Joan Lunden shares her personal perspective on how a cancer diagnosis has propelled her to become an advocate for cancer survivors and to recommit to health and wellness in her own life.

As an award-winning journalist and best­selling author, Joan Lunden has shared her insight and energy with view­ers and readers for more than 30 years. In a televi­sion career that included nearly 20 years as co-host of Good Morning America, Joan reported breaking news and in-depth stories from around the world and close to home as she empowered viewers with information and inspiration. As an author she has shared her passion for health and wellness, family, and lifestyle topics—always with an authenticity and compas­sion—in 10 books.

In June 2014, Joan was diagnosed with triple-negative breast cancer, an aggressive form of the disease requiring intensive treatment. She shared the diag­nosis and subsequent journey publicly, committed to using her experi­ence to help other women facing a diagnosis, and she authored a mem­oir of the journey: Had I Known: A Memoir of Survival (Harper, 2015).

Joan recently spoke with Amy Gibson, Emmy Award–winning actor, hair-loss expert, and creator of the Cancer HairCARE Center for Cancer­, to share her story. The following interview shines a light on the challenges and changes Joan faced in the wake of the diagnosis, as well as the lasting lessons of the journey.

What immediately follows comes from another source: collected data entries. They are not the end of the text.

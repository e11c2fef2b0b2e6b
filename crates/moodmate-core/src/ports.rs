//! Capability ports for speech. Implementations live in `moodmate-voice`.

use anyhow::Result;
use async_trait::async_trait;

/// Text-to-speech sink.
pub trait SpeechOutput: Send + Sync {
    /// Queue `text` for speaking and return immediately. Utterances are
    /// never cancelled and may overlap.
    fn speak(&self, text: &str);

    fn engine_name(&self) -> &str;
}

/// One-shot speech-to-text source.
#[async_trait]
pub trait SpeechInput: Send + Sync {
    /// Listen once. `Ok(None)` when nothing intelligible was heard.
    async fn listen(&self) -> Result<Option<String>>;

    fn engine_name(&self) -> &str;
}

AMY GIBSON (AG): You have empowered so many women over the years and have given so many women hope—especially with Had I Known. Can you tell me about the title?

JOAN LUNDEN (JL): Thank you. I was having a conversation with my co-author [Laura Morton] as we discussed the book, and I kept saying, “Had I known that only 10 percent of women diag­nosed with breast cancer had a family history, I wouldn’t have felt so immune—just because I didn’t have a family history.” After about the fourth or fifth time I used that phrase, my co-author said, “Well, there’s your title.”

AG: That really is true, isn’t it? As a specialist in cancer hair loss, I often ask my clients, “Is there a family history of breast cancer?” And over and over, they say, “No, no family history.” What’s going on?

JL: Too many of us—myself included, and I have interviewed so many experts and patients—fall prey to this myth of family history. But it truly is only 10 percent of breast cancers that are hereditary. We think that because breast cancer isn’t in our family history, it’s some other woman’s problem. I really never thought I was going to be affected by it. And that’s dangerous because it renders you nonchalant.

AG: Without a family history, without any notion that you had cancer in store, you were diagnosed through an ultrasound following a routine mammogram. What were your first thoughts when you heard, “You have cancer”?

JL: Honestly, when I first sat across from the breast surgeon— who had just been delivered the results of my biopsy—and was told I had triple-negative breast cancer and that I would have to have aggressive chemotherapy, my first question was, “You mean I’m going to lose my hair?”

That was the first thought. From there I was consumed with the fact that I had all these choices to make—life and death choices: Which doctor should I choose? Which one will help save my life? Which course of treatment should I go with? Which one will give me the best chance of survival?

It’s overwhelming, this set of choices. And as you go down this path of the battle with cancer, you are continually confronted with choices and with the realization that as the patient you have to make the decision; it’s really scary.

AG: So how did you navigate that? How did you choose treatment?

JL: I went to two different doctors and got two different opinions: One recommended the standard approach to care, which would consist of surgery followed by chemotherapy and radiation. The second doctor I saw recommended neoadjuvant chemotherapy (chemo­therapy delivered before surgery), which could potentially shrink—or eliminate—the tumors (I had two tumors, about an inch apart) ahead of surgery and therefore reduce the chance that I would need recon­structive surgery.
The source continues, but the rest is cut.